Fridays for Future protest calling for money for climate action at Cop27. Photograph: Peter de Jong/AP
If you wonder what our youth are up to, take a look at what the Guardian’s team of Fiona Harvey, with Adam Morton and Patrick Greenfield is reporting from Sharm el-Sheikh:
Cop27: EU agrees to loss and damage fund to help poor countries amid climate disasters
Change in stance puts spotlight on US and China, which have both objected to fund
A breakthrough looked possible in the deadlocked global climate talks on Friday as the European Union made a dramatic intervention to agree to key developing world demands on financial help for poor countries.
In the early hours of Friday at the Cop27 UN climate summit in Egypt, the European Commission vice-president, Frans Timmermans, launched a proposal on behalf of the EU that would see it agree to establishing a loss and damage fund.

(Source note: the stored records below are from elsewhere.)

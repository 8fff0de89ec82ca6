//! CLI binary for chatwheel.

use anyhow::{bail, Context};
use chatwheel::render::{BlockFactory, TerminalPainter};
use chatwheel::{
    history, CancelToken, ChatConfig, Conversation, OllamaClient, PacingPolicy, TickOutcome,
};
use clap::{ArgAction, Parser, Subcommand};
use std::io::{self, BufRead, Write};
use std::path::{Path, PathBuf};
use std::sync::atomic::{AtomicBool, Ordering};
use std::sync::Arc;
use std::thread;
use tracing::debug;
use tracing_subscriber::EnvFilter;

/// Chatwheel: streaming chat with a local Ollama server.
#[derive(Parser)]
#[command(name = "chatwheel", version, about)]
struct Cli {
    /// Path to the JSON settings file.
    #[arg(short, long, global = true)]
    config: Option<PathBuf>,

    /// Ollama server URL (overrides the settings file).
    #[arg(long, global = true)]
    url: Option<String>,

    /// Increase log verbosity (-v info, -vv debug, -vvv trace).
    #[arg(short, long, action = ArgAction::Count, global = true)]
    verbose: u8,

    /// Subcommand to run.
    #[command(subcommand)]
    command: Option<Command>,
}

/// Available commands.
#[derive(Subcommand)]
enum Command {
    /// Start an interactive chat.
    Chat {
        /// Model to chat with (defaults to the last one used).
        #[arg(short, long)]
        model: Option<String>,

        /// System prompt for this and later sessions.
        #[arg(short, long)]
        system: Option<String>,

        /// Load a saved conversation before starting.
        #[arg(long, value_name = "FILE")]
        history: Option<PathBuf>,
    },

    /// List installed models.
    Models,

    /// Download a model.
    Pull {
        /// Model name, e.g. `llama3:8b`.
        name: String,
    },
}

/// Ctrl-C state shared with the signal handler.
#[derive(Clone, Default)]
struct Interrupt {
    generating: Arc<AtomicBool>,
    requested: Arc<AtomicBool>,
}

impl Interrupt {
    /// Install the handler. Ctrl-C cancels a live generation and exits
    /// otherwise.
    fn install() -> anyhow::Result<Self> {
        let interrupt = Self::default();
        let handler = interrupt.clone();
        ctrlc::set_handler(move || {
            if handler.generating.load(Ordering::SeqCst) {
                handler.requested.store(true, Ordering::SeqCst);
            } else {
                std::process::exit(130);
            }
        })
        .context("failed to install Ctrl-C handler")?;
        Ok(interrupt)
    }

    fn set_generating(&self, generating: bool) {
        self.requested.store(false, Ordering::SeqCst);
        self.generating.store(generating, Ordering::SeqCst);
    }

    fn take(&self) -> bool {
        self.requested.swap(false, Ordering::SeqCst)
    }
}

fn main() -> anyhow::Result<()> {
    let cli = Cli::parse();

    let level = match cli.verbose {
        0 => "warn",
        1 => "info",
        2 => "debug",
        _ => "trace",
    };
    tracing_subscriber::fmt()
        .with_env_filter(
            EnvFilter::try_from_default_env()
                .unwrap_or_else(|_| EnvFilter::new(format!("chatwheel={level}"))),
        )
        .with_writer(io::stderr)
        .init();

    let config_path = cli.config.unwrap_or_else(ChatConfig::default_path);
    let mut config = ChatConfig::load(&config_path);
    if let Some(url) = cli.url {
        config.ollama_url = url;
    }
    let client = OllamaClient::new(&config.ollama_url);

    match cli.command.unwrap_or(Command::Chat {
        model: None,
        system: None,
        history: None,
    }) {
        Command::Chat {
            model,
            system,
            history,
        } => run_chat(client, config, &config_path, model, system, history),
        Command::Models => list_models(&client),
        Command::Pull { name } => pull(&client, &name),
    }
}

fn list_models(client: &OllamaClient) -> anyhow::Result<()> {
    let models = client
        .list_models()
        .with_context(|| format!("cannot list models at {}", client.base_url()))?;
    if models.is_empty() {
        eprintln!("no models installed; try `chatwheel pull llama3`");
    }
    for model in models {
        println!("{model}");
    }
    Ok(())
}

fn pull(client: &OllamaClient, name: &str) -> anyhow::Result<()> {
    let interrupt = Interrupt::install()?;
    interrupt.set_generating(true);

    let cancel = CancelToken::new();
    let watcher = {
        let cancel = cancel.clone();
        let interrupt = interrupt.clone();
        thread::spawn(move || {
            while !cancel.is_cancelled() {
                if interrupt.take() {
                    cancel.cancel();
                }
                thread::sleep(std::time::Duration::from_millis(50));
            }
        })
    };

    let mut stderr = io::stderr();
    let result = client.pull_model(name, &cancel, &mut |progress| {
        let line = progress.fraction().map_or_else(
            || progress.status.clone(),
            |fraction| format!("{} {:>3.0}%", progress.status, fraction * 100.0),
        );
        let _ = write!(stderr, "\r\x1b[2K{line}");
        let _ = stderr.flush();
    });
    let interrupted = cancel.is_cancelled();
    cancel.cancel();
    let _ = watcher.join();
    eprintln!();

    result.with_context(|| format!("pull of {name} failed"))?;
    if interrupted {
        bail!("pull of {name} interrupted");
    }
    Ok(())
}

fn run_chat(
    client: OllamaClient,
    mut config: ChatConfig,
    config_path: &Path,
    model: Option<String>,
    system: Option<String>,
    history_file: Option<PathBuf>,
) -> anyhow::Result<()> {
    if !client.check_connection() {
        bail!("cannot reach Ollama at {}", client.base_url());
    }

    let model = match model.or_else(|| config.last_model().map(str::to_string)) {
        Some(model) => model,
        None => client
            .list_models()?
            .into_iter()
            .next()
            .context("no models installed; try `chatwheel pull llama3`")?,
    };
    if let Some(system) = system {
        config.system_prompt = system;
    }
    let policy = PacingPolicy::from_config(&config.pacing)?;

    let mut conversation = Conversation::new(Arc::new(client), BlockFactory::new(), policy);
    conversation.set_model(model.clone());
    conversation.set_system_prompt(config.system_prompt());
    if let Some(path) = history_file {
        conversation.load_history(history::load(&path)?)?;
        eprintln!("loaded {} turns from {}", conversation.history().len(), path.display());
    }

    config.last_model.clone_from(&model);
    if let Err(err) = config.save(config_path) {
        eprintln!("warning: could not save settings: {err}");
    }

    let interrupt = Interrupt::install()?;
    eprintln!("chatting with {model}; /save FILE, /load FILE, /clear, /quit");

    let stdin = io::stdin();
    let mut stdout = io::stdout();
    let mut line = String::new();
    loop {
        print!("> ");
        stdout.flush()?;
        line.clear();
        if stdin.lock().read_line(&mut line)? == 0 {
            break;
        }
        let input = line.trim();

        if let Some(command) = input.strip_prefix('/') {
            match run_command(&mut conversation, command) {
                Ok(true) => continue,
                Ok(false) => break,
                Err(err) => {
                    eprintln!("error: {err}");
                    continue;
                }
            }
        }

        if let Err(err) = conversation.send(input) {
            eprintln!("error: {err}");
            continue;
        }
        interrupt.set_generating(true);
        let outcome = stream_response(&mut conversation, &interrupt, &mut stdout);
        interrupt.set_generating(false);
        if let TickOutcome::Failed { message, .. } = outcome? {
            eprintln!("error: {message}");
        }
    }
    Ok(())
}

/// Handle a slash command. Returns `false` to quit.
fn run_command(
    conversation: &mut Conversation<BlockFactory>,
    command: &str,
) -> anyhow::Result<bool> {
    let (name, arg) = command
        .split_once(char::is_whitespace)
        .map_or((command, ""), |(name, arg)| (name, arg.trim()));
    match name {
        "save" if !arg.is_empty() => {
            history::save(Path::new(arg), conversation.history())?;
            eprintln!("saved {} turns", conversation.history().len());
        }
        "load" if !arg.is_empty() => {
            let turns = history::load(Path::new(arg))?;
            conversation.load_history(turns)?;
            for turn in conversation.history() {
                println!("{}: {}", turn.role, turn.content);
            }
        }
        "clear" => conversation.clear(),
        "quit" | "exit" => return Ok(false),
        _ => eprintln!("unknown command: /{command}"),
    }
    Ok(true)
}

/// Tick the live session to its end, painting as it goes.
fn stream_response(
    conversation: &mut Conversation<BlockFactory>,
    interrupt: &Interrupt,
    out: &mut io::Stdout,
) -> anyhow::Result<TickOutcome> {
    let width = crossterm::terminal::size().map_or(80, |(w, _)| w);
    let mut painter = TerminalPainter::new(width);

    loop {
        if interrupt.take() && conversation.cancel() {
            debug!("cancel requested from terminal");
        }
        let outcome = conversation.tick();
        if let TickOutcome::Advanced { path, .. } = &outcome {
            painter.paint(out, conversation.live_views(), *path)?;
        }
        match outcome.next_delay() {
            Some(delay) => thread::sleep(delay),
            None => {
                painter.finish(out)?;
                return Ok(outcome);
            }
        }
    }
}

Rich countries had been holding out against this key demand, arguing it would take time to establish whether such a fund was needed, and how it would operate.
Timmermans said on Friday morning the EU had listened to the G77 group of developing countries, for whom the establishment of a fund at this summit is a core demand.
Loss and damage refers to the ravages of extreme weather on the physical and social infrastructure of poor countries, and the finance needed for rescue and reconstruction after climate-related disasters…
Read the whole story here.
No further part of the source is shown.